About the same time the 500-mile email problem happened (mid 1990s), I had a difficult to understand issue with my office PC. Every morning, I'd come in, slide my hard drive sled in, and turn the computer on. We had 128 Kbps ISDN internet at the office and I had the same at home, but that was too slow to do much work. So I'd take the drive home so I could work at night, especially in the winter when the office was too cold at night.

Suddenly one winter morning, the PC wouldn't boot. I had to run to a meeting. When I got back, I turned the PC off and on again and everything was fine. The next morning, the same thing happened. The third day, I didn't have a meeting. I turned it off and back on, still no boot. I'd gotten in late, so I just turned it off and took an early lunch. When I got back, it still wouldn't boot. But I had a meeting, so I ran to that, leaving the computer on. When I got back, it booted fine.

The next morning, same thing. I decided to look inside, not having any idea what might cause such symptoms. As I took the shell off, a tiny mouse came out, jump off my desk, and ran across my lap before jumping on the floor and scurrying out of sight. From inside the computer came the smell of mouse urine. Apparently he'd been crawling in through the open drive bay to keep warm every night, and urinating while he was in there. Once the computer had been on for a while, the heat and airflow would dry it out enough to eliminate whatever electrical short was keeping it from booting. I went to the store and bought an empty drive sled to put in the drive bay whenever I took my drive out, and the problem never came back. I felt lucky that the liquid didn't cause permanent damage.

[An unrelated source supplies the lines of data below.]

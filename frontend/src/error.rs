use thiserror::Error;
use wasm_bindgen::JsValue;

#[derive(Error, Debug, Clone, PartialEq)]
pub enum ClientError {
    /// Anything thrown by the browser: fetch rejected, header refused, no window.
    #[error("browser error: {0}")]
    Js(String),

    #[error("malformed json: {0}")]
    Json(String),

    #[error("unexpected status {0}")]
    Http(u16),
}

impl From<JsValue> for ClientError {
    fn from(err: JsValue) -> Self {
        ClientError::Js(err.as_string().unwrap_or_else(|| format!("{err:?}")))
    }
}

impl From<serde_json::Error> for ClientError {
    fn from(err: serde_json::Error) -> Self {
        ClientError::Json(err.to_string())
    }
}

impl From<serde_wasm_bindgen::Error> for ClientError {
    fn from(err: serde_wasm_bindgen::Error) -> Self {
        ClientError::Json(err.to_string())
    }
}

#[cfg(test)]
mod tests {
    use super::*;

    #[test]
    fn display_names_the_failure() {
        assert_eq!(ClientError::Http(502).to_string(), "unexpected status 502");
        assert_eq!(ClientError::Js("no window".to_string()).to_string(), "browser error: no window");

        let err: ClientError = serde_json::from_str::<serde_json::Value>("{").unwrap_err().into();
        assert!(matches!(err, ClientError::Json(_)));
        assert!(err.to_string().starts_with("malformed json"));
    }

    #[test]
    fn is_a_std_error() {
        let err: Box<dyn std::error::Error> = Box::new(ClientError::Http(404));
        assert_eq!(err.to_string(), "unexpected status 404");
    }
}
use web_sys::HtmlElement;

use shared::constants::{CONFIG_URL, DEFAULT_API_BASE, DEFAULT_SECRET_KEY, TOAST_DURATION_MS};

use crate::constants::{DATA_API_BASE, DATA_AUTH, DATA_CONFIG_URL, DATA_SECRET_KEY, DATA_STRICT_DISMISS};
use crate::utils::from_dataset;

#[derive(Debug, Copy, Clone, PartialEq, Eq)]
pub enum AuthMode {
    /// No token exchange, no Authorization header.
    Anonymous,
    /// Exchange the shared secret for a bearer token at start-up.
    Bearer,
}

impl AuthMode {
    pub fn parse(value: &str) -> Option<AuthMode> {
        match value.trim().to_ascii_lowercase().as_str() {
            "none" | "anonymous" | "off" => Some(AuthMode::Anonymous),
            "bearer" | "token" | "on" => Some(AuthMode::Bearer),
            _ => None,
        }
    }
}

#[derive(Debug, Clone, PartialEq)]
pub struct ClientConfig {
    pub api_base: String,
    pub secret_key: String,
    pub auth: AuthMode,
    pub config_url: String,
    pub toast_ms: u32,
    /// Only the latest toast's timer may hide it.
    pub strict_dismiss: bool,
}

impl Default for ClientConfig {
    fn default() -> Self {
        Self {
            api_base: DEFAULT_API_BASE.to_string(),
            secret_key: DEFAULT_SECRET_KEY.to_string(),
            auth: AuthMode::Bearer,
            config_url: CONFIG_URL.to_string(),
            toast_ms: TOAST_DURATION_MS,
            strict_dismiss: false,
        }
    }
}

impl ClientConfig {
    /// Defaults overridden by `data-*` attributes of the mount element, when present.
    pub fn from_dataset(root: Option<HtmlElement>) -> Self {
        let mut config = Self::default();
        let Some(root) = root else {
            return config;
        };
        if let Some(api_base) = from_dataset(&root, DATA_API_BASE) {
            config.api_base = api_base;
        }
        if let Some(secret_key) = from_dataset(&root, DATA_SECRET_KEY) {
            config.secret_key = secret_key;
        }
        if let Some(config_url) = from_dataset(&root, DATA_CONFIG_URL) {
            config.config_url = config_url;
        }
        if let Some(auth) = from_dataset(&root, DATA_AUTH) {
            match AuthMode::parse(&auth) {
                Some(mode) => config.auth = mode,
                None => log::warn!("ignoring unknown auth mode {auth:?}"),
            }
        }
        if let Some(strict) = from_dataset(&root, DATA_STRICT_DISMISS) {
            config.strict_dismiss = matches!(strict.trim(), "true" | "1" | "on");
        }
        config
    }

    pub fn api_url(&self, path: &str) -> String {
        format!("{}/{}", self.api_base.trim_end_matches('/'), path)
    }

    pub fn requires_auth(&self) -> bool {
        self.auth == AuthMode::Bearer
    }
}

#[cfg(test)]
mod tests {
    use super::*;

    #[test]
    fn defaults_match_deployed_page() {
        let config = ClientConfig::default();
        assert_eq!(config.api_url("subscribe"), "http://localhost:8000/subscribe");
        assert_eq!(config.config_url, "/static/config.json");
        assert_eq!(config.toast_ms, 2500);
        assert!(config.requires_auth());
        assert!(!config.strict_dismiss);
    }

    #[test]
    fn api_url_tolerates_trailing_slash() {
        let config = ClientConfig { api_base: "https://alerts.example.com/".to_string(), ..ClientConfig::default() };
        assert_eq!(config.api_url("token"), "https://alerts.example.com/token");
    }

    #[test]
    fn auth_mode_parse() {
        assert_eq!(AuthMode::parse(" None "), Some(AuthMode::Anonymous));
        assert_eq!(AuthMode::parse("bearer"), Some(AuthMode::Bearer));
        assert_eq!(AuthMode::parse("maybe"), None);
    }

    #[test]
    fn missing_root_keeps_defaults() {
        assert_eq!(ClientConfig::from_dataset(None), ClientConfig::default());
    }
}
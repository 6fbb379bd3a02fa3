use once_cell::sync::Lazy;
use regex::Regex;

static TIME_24: Lazy<Regex> =
    Lazy::new(|| Regex::new(r"^([01]?[0-9]|2[0-3]):([0-5][0-9])$").expect("Failed to init regexp"));

/// Converts `HH:MM` (24-hour, leading zero optional) to `9:15 am` / `1 pm`.
/// A whole hour drops its `:00`, so `12:00` reads `12 pm` and `00:00` reads `12 am`.
pub fn to_12_hour(time24: Option<&str>) -> Option<String> {
    let caps = TIME_24.captures(time24.unwrap_or_default())?;
    let hours: u8 = caps[1].parse().ok()?;
    let minutes = &caps[2];

    let period = if hours >= 12 { "pm" } else { "am" };
    let hour12 = match hours % 12 {
        0 => 12,
        h => h,
    };
    if minutes == "00" {
        Some(format!("{hour12} {period}"))
    } else {
        Some(format!("{hour12}:{minutes} {period}"))
    }
}
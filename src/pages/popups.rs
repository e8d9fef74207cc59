use crate::common::utils::centered_rect;
use crate::settings::controller::{Alert, ConfirmationPrompt, PromptKind};
use ratatui::{
    prelude::*,
    widgets::{Block, Borders, Clear, Paragraph, Wrap},
};

fn popup_frame(title: &str, frame: &mut Frame, percent_x: u16, percent_y: u16) -> Vec<Rect> {
    let area = centered_rect(percent_x, percent_y, frame.area());
    frame.render_widget(Clear, area);

    let block = Block::default()
        .borders(Borders::ALL)
        .title(title.to_string())
        .style(Style::default().bg(Color::DarkGray));
    frame.render_widget(block.clone(), area);

    Layout::default()
        .direction(Direction::Vertical)
        .margin(1)
        .constraints([Constraint::Min(0), Constraint::Length(1)])
        .split(block.inner(area))
        .to_vec()
}

fn instructions(text: &str) -> Paragraph<'_> {
    Paragraph::new(text)
        .alignment(Alignment::Center)
        .style(Style::default().add_modifier(Modifier::ITALIC))
}

pub fn render_confirm_popup(prompt: &ConfirmationPrompt, frame: &mut Frame) {
    let layout = popup_frame(&prompt.title, frame, 60, 40);

    let mut lines: Vec<Line> = Vec::new();
    if !prompt.message.is_empty() {
        lines.push(Line::from(prompt.message.as_str()));
    }
    if prompt.kind == PromptKind::DestructiveChange {
        for item in &prompt.items {
            lines.push(Line::from(format!("  - {}", item)));
        }
    }
    frame.render_widget(
        Paragraph::new(lines).wrap(Wrap { trim: true }),
        layout[0],
    );

    let help = format!("y/Enter: {} | n/Esc: Cancel", prompt.confirm_label);
    frame.render_widget(instructions(&help), layout[1]);
}

pub fn render_alert_popup(alert: &Alert, frame: &mut Frame) {
    let layout = popup_frame(&alert.title, frame, 50, 30);
    frame.render_widget(
        Paragraph::new(alert.message.as_str())
            .style(Style::default().fg(Color::Red))
            .wrap(Wrap { trim: true }),
        layout[0],
    );
    frame.render_widget(instructions("Enter/Esc: Close"), layout[1]);
}

pub fn render_exit_guard_popup(warnings: &[String], frame: &mut Frame) {
    let layout = popup_frame("Unsaved changes", frame, 50, 30);
    let lines: Vec<Line> = warnings.iter().map(|w| Line::from(w.as_str())).collect();
    frame.render_widget(
        Paragraph::new(lines)
            .style(Style::default().fg(Color::Yellow))
            .wrap(Wrap { trim: true }),
        layout[0],
    );
    frame.render_widget(
        instructions("y: Leave anyway | n/Esc/Enter: Stay"),
        layout[1],
    );
}

pub fn render_redirect_popup(url: &str, frame: &mut Frame) {
    let layout = popup_frame("Connect account", frame, 60, 30);
    let text = vec![
        Line::from("Connecting an account happens in the browser. Open:"),
        Line::from(Span::styled(
            url.to_string(),
            Style::default().add_modifier(Modifier::BOLD),
        )),
    ];
    frame.render_widget(Paragraph::new(text).wrap(Wrap { trim: false }), layout[0]);
    frame.render_widget(instructions("Enter/Esc: Close"), layout[1]);
}

pub fn render_edit_popup(label: &str, buffer: &str, frame: &mut Frame) {
    let layout = popup_frame(&format!("Edit {}", label), frame, 60, 25);
    let text = Line::from(vec![
        Span::raw(buffer.to_string()),
        Span::styled("_", Style::default().add_modifier(Modifier::SLOW_BLINK)),
    ]);
    frame.render_widget(Paragraph::new(text).wrap(Wrap { trim: false }), layout[0]);
    frame.render_widget(instructions("Enter: Apply | Esc: Cancel"), layout[1]);
}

Someone posted a similar story on one of the other times the 500 mile email was posted - where a car would fail to start if the owner bought strawberry ice-cream from the store, but would work if they have vanilla. I love the processes that go into finding the actual issue (regardless of if the ice cream story is true!): https://www.snopes.com/fact-check/cone-of-silence/

  • > Vanilla, being the most popular flavor, was in a separate case at the front of the store for quick pickup.

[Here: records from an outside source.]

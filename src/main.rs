pub mod api;
pub mod app;
pub mod common;
pub mod config;
pub mod event;
pub mod logging;
pub mod pages;
pub mod settings;
pub mod tui;
pub mod ui;

use anyhow::Result;
use api::osf::OsfClient;
use app::App;
use config::Config;
use event::EventHandler;
use std::time::Duration;

#[tokio::main]
async fn main() -> Result<()> {
    let config = Config::from_env().unwrap_or_else(|e| {
        eprintln!("Failed to load config: {:#}", e);
        std::process::exit(1);
    });

    logging::init_tracing(config.log_path.as_deref());

    let client = match OsfClient::new(config.api.clone(), config.page.clone()) {
        Ok(client) => Some(client),
        Err(e) => {
            tracing::error!(error = %e, "could not create API client");
            None
        }
    };

    let mut terminal = tui::init()?;
    tui::install_panic_hook();

    let mut app = App::new(client, config.api, config.page);

    let tick_rate = Duration::from_millis(250);
    let mut events = EventHandler::new(tick_rate);

    let res = app.run(&mut terminal, &mut events).await;

    tui::restore()?;

    if let Err(err) = res {
        println!("{err:?}");
    }

    Ok(())
}
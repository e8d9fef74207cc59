pub mod error;
pub mod institutions;
pub mod project;
pub mod settings;
pub mod types;

use crate::config::{ApiConfig, PageConfig};
use anyhow::{Context, Result};
use error::ApiError;
use reqwest::{Client, RequestBuilder};
use serde::de::DeserializeOwned;
use serde_json::Value;

#[derive(Clone, Debug)]
pub struct OsfClient {
    pub(crate) client: Client,
    pub(crate) config: ApiConfig,
    pub(crate) page: PageConfig,
}

impl OsfClient {
    pub fn new(config: ApiConfig, page: PageConfig) -> Result<Self> {
        let client = Client::builder()
            .timeout(config.timeout)
            .build()
            .context("Failed to build HTTP client")?;
        Ok(Self {
            client,
            config,
            page,
        })
    }

    pub fn node_api(&self) -> String {
        self.config.node_api(&self.page.node_id)
    }

    pub fn v2_url(&self, path: &str) -> String {
        format!("{}{}", self.config.api_v2_prefix, path)
    }

    /// Sends the request and returns the decoded JSON body. Non-2xx and
    /// bodies that are not JSON both count as failures.
    pub(crate) async fn send_json(&self, url: &str, request: RequestBuilder) -> Result<Value, ApiError> {
        let response = request
            .bearer_auth(&self.config.token)
            .header("Accept", "application/json")
            .send()
            .await
            .map_err(|source| ApiError::Transport {
                url: url.to_string(),
                source,
            })?;

        let status = response.status();
        let text = response.text().await.map_err(|source| ApiError::Transport {
            url: url.to_string(),
            source,
        })?;

        if !status.is_success() {
            return Err(ApiError::Status {
                status: status.as_u16(),
                body: text,
            });
        }

        serde_json::from_str(&text).map_err(|source| ApiError::Malformed {
            url: url.to_string(),
            source,
        })
    }

    pub(crate) async fn get_typed<T: DeserializeOwned>(
        &self,
        url: &str,
        query: &[(&str, &str)],
    ) -> Result<T, ApiError> {
        let request = self.client.get(url).query(query);
        let body = self.send_json(url, request).await?;
        serde_json::from_value(body).map_err(|source| ApiError::Malformed {
            url: url.to_string(),
            source,
        })
    }
}
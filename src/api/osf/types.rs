use serde::{Deserialize, Serialize};
use std::collections::BTreeMap;

/// Server-rendered state of the settings page for one node.
#[derive(Debug, Serialize, Deserialize, Clone)]
#[serde(rename_all = "camelCase")]
pub struct PageContext {
    pub node: NodeSummary,
    #[serde(default)]
    pub addons: Vec<AddonState>,
    pub comment_level: Option<String>,
    #[serde(default)]
    pub wiki: WikiState,
    #[serde(default)]
    pub accounts: Vec<ExternalAccount>,
    /// Node category key to display name.
    #[serde(default)]
    pub categories: BTreeMap<String, String>,
}

#[derive(Debug, Serialize, Deserialize, Clone)]
#[serde(rename_all = "camelCase")]
pub struct NodeSummary {
    pub id: String,
    pub title: String,
    pub node_type: Option<String>,
    #[serde(default)]
    pub is_registration: bool,
    #[serde(default)]
    pub description: String,
    pub category: Option<String>,
    /// Only components may change category; top-level projects stay projects.
    #[serde(default)]
    pub parent_exists: bool,
}

#[derive(Debug, Serialize, Deserialize, Clone)]
#[serde(rename_all = "camelCase")]
pub struct AddonState {
    pub name: String,
    pub label: String,
    pub enabled: bool,
    pub capabilities: Option<String>,
}

#[derive(Debug, Serialize, Deserialize, Clone, Default)]
#[serde(rename_all = "camelCase")]
pub struct WikiState {
    pub is_enabled: bool,
}

#[derive(Debug, Serialize, Deserialize, Clone)]
#[serde(rename_all = "camelCase")]
pub struct ExternalAccount {
    pub provider: String,
    pub label: String,
    pub connected: bool,
}

// Notification and wiki settings are served as display trees. Only the
// fields the terminal renders are kept.

#[derive(Debug, Serialize, Deserialize, Clone, Default)]
pub struct TreeTarget {
    #[serde(default)]
    pub title: String,
}

#[derive(Debug, Serialize, Deserialize, Clone)]
#[serde(rename_all = "camelCase")]
pub struct SubscriptionEvent {
    pub title: String,
    pub notification_type: Option<String>,
}

#[derive(Debug, Serialize, Deserialize, Clone, Default)]
pub struct SubscriptionNode {
    pub node: Option<TreeTarget>,
    pub event: Option<SubscriptionEvent>,
    #[serde(default)]
    pub children: Vec<SubscriptionNode>,
}

#[derive(Debug, Serialize, Deserialize, Clone)]
pub struct WikiPermission {
    pub permission: String,
}

#[derive(Debug, Serialize, Deserialize, Clone, Default)]
pub struct WikiSettingsNode {
    pub node: Option<TreeTarget>,
    pub select: Option<WikiPermission>,
    #[serde(default)]
    pub children: Vec<WikiSettingsNode>,
}

// JSON:API documents from the v2 API.

#[derive(Debug, Serialize, Deserialize, Clone)]
pub struct Document<T> {
    pub data: T,
}

#[derive(Debug, Serialize, Deserialize, Clone)]
pub struct InstitutionAttributes {
    pub name: String,
}

#[derive(Debug, Serialize, Deserialize, Clone, Default)]
pub struct ResourceLinks {
    pub html: Option<String>,
}

#[derive(Debug, Serialize, Deserialize, Clone)]
pub struct Institution {
    pub id: String,
    pub attributes: InstitutionAttributes,
    #[serde(default)]
    pub links: ResourceLinks,
}

#[derive(Debug, Serialize, Deserialize, Clone)]
pub struct UserEmbeds {
    pub institutions: Document<Vec<Institution>>,
}

#[derive(Debug, Serialize, Deserialize, Clone)]
pub struct EmbeddedUser {
    pub embeds: UserEmbeds,
}

#[derive(Debug, Serialize, Deserialize, Clone)]
pub struct NodeEmbeds {
    pub primary_institution: Document<Option<Institution>>,
}

#[derive(Debug, Serialize, Deserialize, Clone)]
pub struct EmbeddedNode {
    pub embeds: NodeEmbeds,
}

/// Institutions the node can be affiliated with and the current one.
#[derive(Debug, Clone, Default)]
pub struct InstitutionChoices {
    pub available: Vec<Institution>,
    pub primary: Option<Institution>,
}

    wish modern stores optimized for customer convenience instead of seeing most shelves along the way to the usual

    • OT, but I find this a perfect example why "data-driven design" is an empty term if you don't know what it's being designed for - i.e. what metrics are used to evaluate it in the end.

      Both, optimizing for ease of shopping and optimizing for stringing the customer along as long as possible rely on the same purchase data - they just use diametrically opposite metrics for evaluation.

Mice can fit through tiny holes. An old rule says that if a pencil can get through - a mouse will get through. Some mice even fly. I once had a bat clinging on my good old CAT cable. So even leaving windows open at night might affect bandwidth...

Another classic is the "Frog on Keyboard error". Software developers have to be prepared for everything...

https://thedailywtf.com/articles/Classic-WTF-Cursed-and-ReCu...

  • There used to be an option called "Cat guard" built into several historical (BBS ) software. On (and cannot remember the name) one software that did synchronization with other networks (e.g., FIDO, uunet) it was considered a major feature.

    Primary purpose was to lock the keyboard so when the cat walked all over it, it would not disconnect.

Kind of similar to the story about the origins of the word "bug" in software

If this would have caught on we might have called bugs mice

In another world, I guess bugs would be called mice. But then what would we call mice?